*Your instructions*.
For every line in the records that has the word "debug", make a copy.

======== Material provided ========

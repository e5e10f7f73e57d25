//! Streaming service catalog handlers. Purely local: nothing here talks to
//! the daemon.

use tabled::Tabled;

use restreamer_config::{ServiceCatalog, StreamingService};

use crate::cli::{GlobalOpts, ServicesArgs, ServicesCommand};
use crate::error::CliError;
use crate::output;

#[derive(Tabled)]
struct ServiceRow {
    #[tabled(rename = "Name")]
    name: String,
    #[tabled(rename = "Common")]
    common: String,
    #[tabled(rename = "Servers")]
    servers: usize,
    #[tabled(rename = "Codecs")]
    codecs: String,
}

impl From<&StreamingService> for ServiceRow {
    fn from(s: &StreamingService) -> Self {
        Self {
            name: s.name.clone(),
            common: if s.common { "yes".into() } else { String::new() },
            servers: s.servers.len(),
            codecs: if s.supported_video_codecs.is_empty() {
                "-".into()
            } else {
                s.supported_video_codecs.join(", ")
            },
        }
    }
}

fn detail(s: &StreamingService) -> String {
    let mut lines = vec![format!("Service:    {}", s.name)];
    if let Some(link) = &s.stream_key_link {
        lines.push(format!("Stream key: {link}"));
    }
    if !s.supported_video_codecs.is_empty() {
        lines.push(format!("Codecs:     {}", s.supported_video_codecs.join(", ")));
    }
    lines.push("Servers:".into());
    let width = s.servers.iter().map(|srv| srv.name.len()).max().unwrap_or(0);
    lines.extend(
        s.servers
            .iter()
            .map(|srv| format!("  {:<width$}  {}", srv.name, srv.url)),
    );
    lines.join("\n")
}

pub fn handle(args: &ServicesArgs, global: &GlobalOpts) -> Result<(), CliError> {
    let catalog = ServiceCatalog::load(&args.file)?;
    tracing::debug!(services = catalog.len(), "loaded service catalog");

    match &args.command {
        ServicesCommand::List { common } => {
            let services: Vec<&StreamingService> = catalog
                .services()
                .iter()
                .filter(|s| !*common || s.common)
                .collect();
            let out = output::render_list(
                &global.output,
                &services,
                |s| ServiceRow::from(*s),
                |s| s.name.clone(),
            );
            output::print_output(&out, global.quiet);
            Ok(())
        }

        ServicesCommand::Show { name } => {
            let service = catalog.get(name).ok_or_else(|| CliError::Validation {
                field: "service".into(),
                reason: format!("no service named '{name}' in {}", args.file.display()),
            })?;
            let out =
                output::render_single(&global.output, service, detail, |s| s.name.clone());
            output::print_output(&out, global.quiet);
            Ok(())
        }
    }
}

========
======== Material provided ========

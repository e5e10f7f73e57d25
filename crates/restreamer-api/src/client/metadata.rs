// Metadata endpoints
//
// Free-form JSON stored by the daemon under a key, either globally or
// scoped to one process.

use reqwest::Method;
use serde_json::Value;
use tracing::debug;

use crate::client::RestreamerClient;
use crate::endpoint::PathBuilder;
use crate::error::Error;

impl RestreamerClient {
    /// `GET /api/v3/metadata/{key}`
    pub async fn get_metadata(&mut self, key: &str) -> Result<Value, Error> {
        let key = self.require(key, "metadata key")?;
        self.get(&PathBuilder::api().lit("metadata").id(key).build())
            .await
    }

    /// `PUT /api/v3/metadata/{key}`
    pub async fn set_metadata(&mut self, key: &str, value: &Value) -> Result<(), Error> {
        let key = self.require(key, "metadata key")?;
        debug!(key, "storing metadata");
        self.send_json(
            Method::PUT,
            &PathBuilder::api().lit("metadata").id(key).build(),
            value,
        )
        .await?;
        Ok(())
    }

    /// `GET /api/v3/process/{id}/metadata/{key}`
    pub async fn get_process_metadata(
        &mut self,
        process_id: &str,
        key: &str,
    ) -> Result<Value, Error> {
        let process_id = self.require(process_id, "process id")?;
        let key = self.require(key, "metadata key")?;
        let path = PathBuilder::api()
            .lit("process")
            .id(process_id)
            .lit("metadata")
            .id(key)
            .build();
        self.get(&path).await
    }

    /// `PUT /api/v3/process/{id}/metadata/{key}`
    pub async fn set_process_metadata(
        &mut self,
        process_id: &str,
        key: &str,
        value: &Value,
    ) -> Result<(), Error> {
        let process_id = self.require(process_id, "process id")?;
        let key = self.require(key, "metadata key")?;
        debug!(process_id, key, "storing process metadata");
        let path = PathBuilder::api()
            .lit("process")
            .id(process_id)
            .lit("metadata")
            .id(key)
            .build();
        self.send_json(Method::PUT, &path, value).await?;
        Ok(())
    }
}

========

*Result of the exercise*.
    tracing::debug!(services = catalog.len(), "loaded service catalog");
use tracing::debug;
        debug!(key, "storing metadata");
        debug!(process_id, key, "storing process metadata");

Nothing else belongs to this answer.